Winning games against weak opponents doesn't mean
you're good, but it doesn't mean you're bad, either, and beating five
good opponents should at least be enough to throw the rest of the
calculation to the polls.
More thoughts
I'm feel less strongly that the number of voices should be pared than I used to, though I do cling to the idea of weighting the votes if a good method for doing that can be found. I do feel, though, that the computer rankings are being dealt with in the wrong way. The reason the lowest ranking is thrown out is that averaging all the computer rankings gives one computer the opportunity to say that a team is no higher than thirtieth, saddle that team with an extra 3 or 4 points, and eliminate it from contention; every computer then has a veto. Now it takes two out of eight computers to veto a team.

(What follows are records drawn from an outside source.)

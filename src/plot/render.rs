//! Rasterizing figures.

use std::path::Path;

use ab_glyph::{FontVec, PxScale};
use image::{
    imageops::{self, FilterType},
    ImageBuffer, Rgb, RgbImage,
};
use imageproc::{
    drawing::{draw_filled_rect_mut, draw_hollow_rect_mut, draw_text_mut, text_size},
    rect::Rect,
};

use crate::error::{Error, Result};
use crate::image::{quantize, Image, RGB_CHANNELS};

use super::figure::{Figure, PanelContent, HISTOGRAM_BINS};

const MARGIN: u32 = 12;
const TITLE_BAND: u32 = 28;
const TITLE_SCALE: f32 = 18.0;
const BAR_ALPHA: f32 = 0.8;

const BACKGROUND: Rgb<u8> = Rgb([255, 255, 255]);
const FOREGROUND: Rgb<u8> = Rgb([0, 0, 0]);
const AXIS: Rgb<u8> = Rgb([160, 160, 160]);

/// DejaVu Sans Mono, used for titles when no font file is configured.
static DEFAULT_FONT: &[u8] = include_bytes!("../../assets/DejaVuSansMono.ttf");

/// Load a TrueType/OpenType font for panel titles.
///
/// # Errors
///
/// Returns an error if the file cannot be read or is not a valid font.
pub fn load_font<P: AsRef<Path>>(path: P) -> Result<FontVec> {
    let path = path.as_ref();
    let font_load = |reason: String| Error::FontLoad {
        path: path.to_path_buf(),
        reason,
    };

    let bytes = std::fs::read(path).map_err(|e| font_load(e.to_string()))?;
    FontVec::try_from_vec(bytes).map_err(|e| font_load(e.to_string()))
}

/// The title font bundled with the crate.
///
/// # Errors
///
/// Returns an error if the embedded font data cannot be parsed.
pub fn load_default_font() -> Result<FontVec> {
    FontVec::try_from_vec(DEFAULT_FONT.to_vec()).map_err(|e| Error::FontLoad {
        path: "<bundled DejaVuSansMono.ttf>".into(),
        reason: e.to_string(),
    })
}

/// Area of the canvas reserved for one panel's content.
#[derive(Debug, Clone, Copy)]
struct Cell {
    x: u32,
    y: u32,
    width: u32,
    height: u32,
}

impl Figure<'_> {
    /// Draw the figure on a `width` x `height` white canvas.
    ///
    /// Panels share the width equally. Titles are drawn only when a font is
    /// given; the space for them is reserved either way. [`SaveToDir`] always
    /// passes one, falling back to [`load_default_font`].
    ///
    /// [`SaveToDir`]: super::SaveToDir
    #[must_use]
    pub fn render(&self, width: u32, height: u32, font: Option<&FontVec>) -> RgbImage {
        let mut canvas = RgbImage::from_pixel(width, height, BACKGROUND);

        let panels = self.panels();
        let Some(cells) = layout(width, height, panels.len()) else {
            return canvas;
        };

        let y_max = self.shared_y().then(|| {
            panels
                .iter()
                .filter_map(|p| match &p.content {
                    PanelContent::Histogram { counts, .. } => counts.iter().copied().max(),
                    PanelContent::Image(_) => None,
                })
                .max()
                .unwrap_or(0)
        });

        for (panel, cell) in panels.iter().zip(cells) {
            match &panel.content {
                PanelContent::Image(image) => draw_image(&mut canvas, cell, image),
                PanelContent::Histogram { color, counts } => {
                    let max = y_max.unwrap_or_else(|| counts.iter().copied().max().unwrap_or(0));
                    draw_histogram(&mut canvas, cell, counts, *color, max);
                }
            }

            if let (Some(title), Some(font)) = (&panel.title, font) {
                draw_title(&mut canvas, cell, title, font);
            }
        }

        canvas
    }
}

fn layout(width: u32, height: u32, count: usize) -> Option<Vec<Cell>> {
    let count = u32::try_from(count).ok().filter(|&n| n > 0)?;

    let cell_width = width.checked_sub(MARGIN * (count + 1))? / count;
    let cell_height = height.checked_sub(2 * MARGIN + TITLE_BAND)?;
    if cell_width == 0 || cell_height == 0 {
        return None;
    }

    Some(
        (0..count)
            .map(|i| Cell {
                x: MARGIN + i * (cell_width + MARGIN),
                y: MARGIN + TITLE_BAND,
                width: cell_width,
                height: cell_height,
            })
            .collect(),
    )
}

/// Fit an image into its cell, preserving aspect ratio.
#[allow(
    clippy::cast_possible_truncation,
    clippy::cast_sign_loss,
    clippy::cast_precision_loss
)]
fn draw_image(canvas: &mut RgbImage, cell: Cell, image: &Image) {
    let display = to_display(image);
    let (w, h) = display.dimensions();

    let scale = (cell.width as f32 / w as f32).min(cell.height as f32 / h as f32);
    let fit_w = ((w as f32 * scale).round() as u32).max(1);
    let fit_h = ((h as f32 * scale).round() as u32).max(1);

    let filter = if scale >= 1.0 {
        FilterType::Nearest
    } else {
        FilterType::Triangle
    };
    let fitted = imageops::resize(&display, fit_w, fit_h, filter);

    let x = cell.x + cell.width.saturating_sub(fit_w) / 2;
    let y = cell.y + cell.height.saturating_sub(fit_h) / 2;
    imageops::overlay(canvas, &fitted, i64::from(x), i64::from(y));
}

/// Map an image to 8-bit RGB the way it is shown on screen.
///
/// Gray images are stretched between their own min and max; color and
/// gray + alpha images are clipped to [0, 1] and alpha is composited over
/// white.
fn to_display(image: &Image) -> RgbImage {
    let data = image.data();
    #[allow(clippy::cast_possible_truncation)]
    let (width, height) = (image.width() as u32, image.height() as u32);

    if image.is_gray() {
        let min = data.iter().copied().fold(f32::INFINITY, f32::min);
        let max = data.iter().copied().fold(f32::NEG_INFINITY, f32::max);
        let range = max - min;

        return ImageBuffer::from_fn(width, height, |x, y| {
            let v = data[[y as usize, x as usize, 0]];
            let level = if range > 0.0 {
                quantize((v - min) / range)
            } else {
                0
            };
            Rgb([level; 3])
        });
    }

    let alpha_channel = image.has_alpha().then(|| image.channels() - 1);
    let sources = if image.channels() < RGB_CHANNELS {
        [0; 3]
    } else {
        [0, 1, 2]
    };
    ImageBuffer::from_fn(width, height, |x, y| {
        let (y, x) = (y as usize, x as usize);
        let alpha = alpha_channel.map_or(1.0, |a| data[[y, x, a]].clamp(0.0, 1.0));
        Rgb(sources.map(|c| quantize(data[[y, x, c]].clamp(0.0, 1.0) * alpha + (1.0 - alpha))))
    })
}

#[allow(
    clippy::cast_possible_truncation,
    clippy::cast_sign_loss,
    clippy::cast_precision_loss,
    clippy::cast_possible_wrap
)]
fn draw_histogram(canvas: &mut RgbImage, cell: Cell, counts: &[u32; HISTOGRAM_BINS], color: Rgb<u8>, max: u32) {
    let frame = Rect::at(cell.x as i32, cell.y as i32).of_size(cell.width, cell.height);
    draw_hollow_rect_mut(canvas, frame, AXIS);

    if max == 0 {
        return;
    }

    let bar_color = blend(color, BACKGROUND, BAR_ALPHA);
    let bins = HISTOGRAM_BINS as u32;
    let bottom = cell.y + cell.height;

    for (i, &count) in (0u32..).zip(counts.iter()) {
        let bar_height = (count as f32 / max as f32 * cell.height as f32).round() as u32;
        if bar_height == 0 {
            continue;
        }

        let x0 = cell.x + i * cell.width / bins;
        let x1 = cell.x + (i + 1) * cell.width / bins;
        let rect = Rect::at(x0 as i32, (bottom - bar_height) as i32)
            .of_size((x1 - x0).max(1), bar_height);
        draw_filled_rect_mut(canvas, rect, bar_color);
    }
}

#[allow(clippy::cast_possible_truncation, clippy::cast_possible_wrap)]
fn draw_title(canvas: &mut RgbImage, cell: Cell, title: &str, font: &FontVec) {
    let scale = PxScale::from(TITLE_SCALE);
    let (text_width, text_height) = text_size(scale, font, title);

    let x = cell.x as i32 + (cell.width as i32 - text_width as i32) / 2;
    let y = (cell.y - TITLE_BAND) as i32 + (TITLE_BAND as i32 - text_height as i32) / 2;
    draw_text_mut(canvas, FOREGROUND, x.max(0), y.max(0), scale, font, title);
}

/// Composite `color` at `alpha` over `background`.
#[allow(clippy::cast_possible_truncation, clippy::cast_sign_loss)]
fn blend(color: Rgb<u8>, background: Rgb<u8>, alpha: f32) -> Rgb<u8> {
    let mix = |fg: u8, bg: u8| {
        f32::from(fg)
            .mul_add(alpha, f32::from(bg) * (1.0 - alpha))
            .round()
            .clamp(0.0, 255.0) as u8
    };
    Rgb([
        mix(color[0], background[0]),
        mix(color[1], background[1]),
        mix(color[2], background[2]),
    ])
}

#[cfg(test)]
mod tests {
    use ndarray::Array3;

    use super::*;
    use crate::plot::{histogram_figure, image_figure, result_figure};

    #[test]
    fn test_layout_splits_width() {
        let cells = layout(1200, 400, 3).unwrap();
        assert_eq!(cells.len(), 3);
        assert!(cells.windows(2).all(|pair| pair[0].x + pair[0].width < pair[1].x));
        assert!(cells[2].x + cells[2].width <= 1200);
        assert!(layout(1200, 400, 0).is_none());
        assert!(layout(20, 400, 3).is_none());
    }

    #[test]
    fn test_render_canvas_size() {
        let img = Image::filled(10, 20, 3, 0.5).unwrap();
        let figure = result_figure(&[&img, &img]).unwrap();

        let canvas = figure.render(1200, 400, None);
        assert_eq!(canvas.dimensions(), (1200, 400));
    }

    #[test]
    fn test_gray_image_is_stretched() {
        let mut data = Array3::<f32>::from_elem((2, 2, 1), 0.4);
        data[[1, 1, 0]] = 0.6;
        let display = to_display(&Image::from_array(data).unwrap());

        assert_eq!(display.get_pixel(0, 0), &Rgb([0, 0, 0]));
        assert_eq!(display.get_pixel(1, 1), &Rgb([255, 255, 255]));
    }

    #[test]
    fn test_transparent_pixels_show_background() {
        let img = Image::filled(2, 2, 4, 0.0).unwrap();
        let display = to_display(&img);
        assert_eq!(display.get_pixel(0, 0), &Rgb([255, 255, 255]));
    }

    #[test]
    fn test_gray_alpha_is_composited() {
        let mut data = Array3::<f32>::zeros((1, 2, 2));
        data[[0, 0, 1]] = 1.0;
        let display = to_display(&Image::from_array(data).unwrap());

        assert_eq!(display.get_pixel(0, 0), &Rgb([0, 0, 0]));
        assert_eq!(display.get_pixel(1, 0), &Rgb([255, 255, 255]));
    }

    #[test]
    fn test_image_panel_is_drawn() {
        let img = Image::filled(50, 50, 3, 0.0).unwrap();
        let canvas = image_figure(&img).render(400, 400, None);

        // Centre of the only panel is covered by the black image
        assert_eq!(canvas.get_pixel(200, 220), &Rgb([0, 0, 0]));
        assert_eq!(canvas.get_pixel(1, 1), &BACKGROUND);
    }

    #[test]
    fn test_histogram_bars_use_channel_colors() {
        let img = Image::filled(8, 8, 3, 1.0).unwrap();
        let figure = histogram_figure(&img).unwrap();
        let canvas = figure.render(1200, 400, None);

        let cells = layout(1200, 400, 3).unwrap();
        let red = cells[0];
        // The whole mass sits in the last bin, a full-height bar on the right
        let pixel = canvas.get_pixel(red.x + red.width - 2, red.y + red.height - 2);
        assert_eq!(pixel, &blend(Rgb([255, 0, 0]), BACKGROUND, BAR_ALPHA));
    }

    #[test]
    fn test_blend() {
        assert_eq!(blend(Rgb([0, 0, 0]), BACKGROUND, 0.8), Rgb([51, 51, 51]));
        assert_eq!(blend(Rgb([255, 0, 0]), BACKGROUND, 1.0), Rgb([255, 0, 0]));
    }

    /// Whether any pixel in the title band differs from the background.
    fn title_band_has_ink(canvas: &RgbImage) -> bool {
        (MARGIN..MARGIN + TITLE_BAND)
            .flat_map(|y| (0..canvas.width()).map(move |x| (x, y)))
            .any(|(x, y)| canvas.get_pixel(x, y) != &BACKGROUND)
    }

    #[test]
    fn test_default_font_draws_titles() {
        let font = load_default_font().unwrap();
        let img = Image::filled(10, 20, 3, 0.5).unwrap();
        let figure = result_figure(&[&img, &img]).unwrap();

        assert!(title_band_has_ink(&figure.render(1200, 400, Some(&font))));
        assert!(!title_band_has_ink(&figure.render(1200, 400, None)));
    }

    #[test]
    fn test_untitled_figure_leaves_band_empty() {
        let font = load_default_font().unwrap();
        let img = Image::filled(10, 20, 3, 0.5).unwrap();
        assert!(!title_band_has_ink(&image_figure(&img).render(1200, 400, Some(&font))));
    }

    #[test]
    fn test_missing_font() {
        let dir = tempfile::tempdir().unwrap();
        let err = load_font(dir.path().join("none.ttf")).unwrap_err();
        assert!(matches!(err, Error::FontLoad { .. }));
    }

    #[test]
    fn test_invalid_font() {
        let dir = tempfile::tempdir().unwrap();
        let path = dir.path().join("bad.ttf");
        std::fs::write(&path, b"definitely not a font").unwrap();
        assert!(load_font(&path).is_err());
    }
}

This still isn't right; neither should a poll be able to veto a team. In fact, we really shouldn't be trying to take the second best team into the championship game; we should be making sure we're taking the best team. If a lot of people and schemes think that A is better than B is better than C, and others think C is better than B is better than A, we don't need B in the game; we need A against C, because, regardless, one of those teams is the best. My current favorite idea to deal with the rankings is to average together the reciprocals of the rankings; the teams with the most first place votes, with lesser credit for second and third place votes, should play, rather than the teams that nobody thinks are thirtieth. (An undefeated team against untested teams would be likely to fit the description of a team that most people don't think is in the top two, but a significant number think is the best, and should get a chance to demonstrate it.)
I still feel largely as I did about strength of schedule. The BCS, as it's used to determine the championship game, needs to be much more adapted toward comparing the very top teams, instead of being a way of generating rankings down to the twentieth team.